- **Problem description**:
Every line below that holds the string "UpdateHandler" must be copied.

- **Data provided**:

== Segment start ==

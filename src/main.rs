use anyhow::Result;
use dotenvy::dotenv;
use std::net::SocketAddr;
use std::sync::Arc;
use teloxide::prelude::*;
use teloxide::types::Recipient;
use teloxide::update_listeners::webhooks;
use tokio::net::TcpListener;
use tokio::time::sleep;

use carousel_bot::carousel::{InMemoryCarouselStore, InMemorySessionStore};
use carousel_bot::cli::{Cli, Commands};
use carousel_bot::core::error::{AppError, AppResult};
use carousel_bot::core::{config, init_logger, log_configuration, metrics, metrics_server};
use carousel_bot::i18n;
use carousel_bot::telegram::{
    check_channel_access, create_bot, parse_channel, schema, setup_bot_commands, HandlerDeps, HandlerError,
    TelegramTransport,
};

/// Main entry point for the Telegram bot
///
/// Parses CLI arguments and dispatches to appropriate subcommand.
///
/// # Errors
/// Returns an error if initialization fails (logging, configuration, bot creation, listener bind).
#[tokio::main]
async fn main() -> Result<()> {
    // Parse CLI arguments
    let cli = Cli::parse_args();

    // Set up global panic handler to catch panics in dispatcher
    std::panic::set_hook(Box::new(|panic_info| {
        log::error!("Panic caught: {:?}", panic_info);
        if let Some(location) = panic_info.location() {
            log::error!("Panic at {}:{}:{}", location.file(), location.line(), location.column());
        }
        if let Some(msg) = panic_info.payload().downcast_ref::<&str>() {
            log::error!("Panic message: {}", msg);
        }
    }));

    // Load environment variables from .env if present, before any config is read
    let _ = dotenv();

    // Initialize logger (console + file)
    init_logger(&config::LOG_FILE_PATH)?;

    let result = match cli.command {
        Some(Commands::Run { webhook }) => {
            log::info!("Running bot in normal mode (webhook: {})", webhook);
            run_bot(webhook).await
        }
        Some(Commands::CheckChannel) => run_check_channel().await,
        None => {
            // No command specified - default to running the bot
            log::info!("No command specified, running bot in default mode");
            run_bot(false).await
        }
    };

    if let Err(e) = &result {
        log::error!("Fatal: {:#}", e);
    }
    result
}

/// Reads CHANNEL_ID into a recipient for channel posts
fn channel_from_config() -> AppResult<Recipient> {
    let raw = config::CHANNEL_ID
        .as_deref()
        .ok_or_else(|| AppError::Config("CHANNEL_ID is not set".to_string()))?;
    parse_channel(raw).ok_or_else(|| AppError::Config(format!("CHANNEL_ID is not a chat id or @username: {}", raw)))
}

/// Run the check-channel command
async fn run_check_channel() -> Result<()> {
    let channel = channel_from_config()?;
    let bot = create_bot()?;

    if check_channel_access(&bot, &channel).await? {
        println!("✅ The bot can post to the channel");
        Ok(())
    } else {
        Err(anyhow::anyhow!("The bot is not an administrator of the channel"))
    }
}

/// Waits until the Bot API answers getMe
///
/// Retries network failures (a local Bot API server may still be starting);
/// an API rejection such as an invalid token fails immediately.
async fn wait_for_bot_api(bot: &Bot) -> Result<teloxide::types::Me> {
    let max_retries = config::retry::STARTUP_MAX_RETRIES;
    let mut attempt = 0;

    loop {
        match bot.get_me().await {
            Ok(me) => return Ok(me),
            Err(e) => {
                attempt += 1;
                let is_retryable = !matches!(e, teloxide::RequestError::Api(_));
                if attempt >= max_retries || !is_retryable {
                    return Err(anyhow::anyhow!(
                        "Failed to connect to Bot API after {} attempt(s): {}",
                        attempt,
                        e
                    ));
                }

                log::warn!(
                    "Bot API not ready (attempt {}/{}): {}. Retrying in {}s...",
                    attempt,
                    max_retries,
                    e,
                    config::retry::STARTUP_RETRY_DELAY_SECS
                );
                sleep(config::retry::startup_delay()).await;
            }
        }
    }
}

async fn run_bot(use_webhook: bool) -> Result<()> {
    let bot_init_start = std::time::Instant::now();
    log::info!("Starting bot...");
    log_configuration();

    // Initialize metrics registry
    metrics::init_metrics();

    let channel = channel_from_config()?;
    let bot = create_bot()?;

    let me = wait_for_bot_api(&bot).await?;
    log::info!("Bot username: @{}, Bot ID: {}", me.username(), me.id);

    if let Err(e) = setup_bot_commands(&bot).await {
        log::warn!("Failed to set bot commands: {}", e);
    }

    // Not fatal: the channel may grant admin rights later
    if let Err(e) = check_channel_access(&bot, &channel).await {
        log::warn!("Could not verify channel access: {}", e);
    }

    // Start metrics HTTP server if enabled
    if *config::metrics::ENABLED {
        let metrics_port = *config::metrics::PORT;
        tokio::spawn(async move {
            if let Err(e) = metrics_server::start_metrics_server(metrics_port).await {
                log::error!("Metrics server error: {}", e);
            }
        });
    }

    let transport = TelegramTransport::new(bot.clone(), channel, i18n::default_lang());
    let handler_deps = HandlerDeps::new(
        Arc::new(InMemorySessionStore::new()),
        Arc::new(InMemoryCarouselStore::new()),
        Arc::new(transport),
    );

    // Create the dispatcher handler tree using the modular schema
    let handler = schema(handler_deps);

    let use_webhook = use_webhook || config::WEBHOOK_URL.is_some();
    let init_elapsed = bot_init_start.elapsed();
    log::info!("Bot initialization complete in {:.2}s", init_elapsed.as_secs_f64());

    if use_webhook {
        run_webhook(bot, handler).await?;
    } else {
        run_polling(bot, handler).await;
    }

    Ok(())
}

/// Serves Telegram updates, `/` and `/health` on PORT
async fn run_webhook(bot: Bot, handler: teloxide::dispatching::UpdateHandler<HandlerError>) -> AppResult<()> {
    let base = config::WEBHOOK_URL
        .as_deref()
        .ok_or_else(|| AppError::Config("webhook mode requires WEBHOOK_URL".to_string()))?;
    let url = url::Url::parse(&format!("{}{}", base, config::webhook::PATH))?;
    let addr = SocketAddr::from(([0, 0, 0, 0], *config::PORT));

    log::info!("Starting bot in webhook mode at {} (listening on {})", url, addr);

    let options = webhooks::Options::new(addr, url).drop_pending_updates();
    let (listener, stop_flag, router) = webhooks::axum_to_router(bot.clone(), options).await?;
    let app = router.merge(metrics_server::health_router());

    let tcp = TcpListener::bind(addr).await?;
    tokio::spawn(async move {
        if let Err(e) = axum::serve(tcp, app).with_graceful_shutdown(stop_flag).await {
            log::error!("Webhook server error: {}", e);
        }
    });

    Dispatcher::builder(bot, handler)
        .enable_ctrlc_handler()
        .build()
        .dispatch_with_listener(
            listener,
            LoggingErrorHandler::with_custom_text("An error from the webhook listener"),
        )
        .await;

    log::info!("Dispatcher shutdown gracefully");
    Ok(())
}

/// Long polling with reconnection after dispatcher panics
async fn run_polling(bot: Bot, handler: teloxide::dispatching::UpdateHandler<HandlerError>) {
    log::info!("Starting bot in long polling mode");

    let max_retries = config::retry::MAX_DISPATCHER_RETRIES;
    let mut retry_count = 0;

    loop {
        let bot_clone = bot.clone();
        let handler_clone = handler.clone();

        // Run the dispatcher in a separate task to isolate panics
        let handle = tokio::spawn(async move {
            use teloxide::update_listeners::Polling;

            // Create polling listener that drops pending updates on start
            let listener = Polling::builder(bot_clone.clone()).drop_pending_updates().build();

            Dispatcher::builder(bot_clone, handler_clone)
                .enable_ctrlc_handler()
                .build()
                .dispatch_with_listener(
                    listener,
                    LoggingErrorHandler::with_custom_text("An error from the update listener"),
                )
                .await
        });

        match handle.await {
            Ok(()) => {
                log::info!("Dispatcher shutdown gracefully");
                break;
            }
            Err(join_err) if join_err.is_panic() => {
                log::error!("Dispatcher panicked: {}", join_err);

                if retry_count < max_retries {
                    retry_count += 1;
                    log::info!(
                        "Retrying dispatcher connection after panic (attempt {}/{})...",
                        retry_count,
                        max_retries
                    );
                    exponential_backoff(retry_count).await;
                } else {
                    log::error!("Max retries reached after panic. Exiting...");
                    break;
                }
            }
            Err(join_err) => {
                log::warn!("Dispatcher task was cancelled: {}", join_err);
                break;
            }
        }

        // Add a delay between retries to avoid overwhelming the API
        sleep(config::retry::dispatcher_delay()).await;
    }
}

async fn exponential_backoff(retry_count: u32) {
    let delay = std::time::Duration::from_secs(config::retry::EXPONENTIAL_BACKOFF_BASE.pow(retry_count));
    sleep(delay).await;
}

== Segment end ==

- **Exercise result**:
async fn run_webhook(bot: Bot, handler: teloxide::dispatching::UpdateHandler<HandlerError>) -> AppResult<()> {
async fn run_polling(bot: Bot, handler: teloxide::dispatching::UpdateHandler<HandlerError>) {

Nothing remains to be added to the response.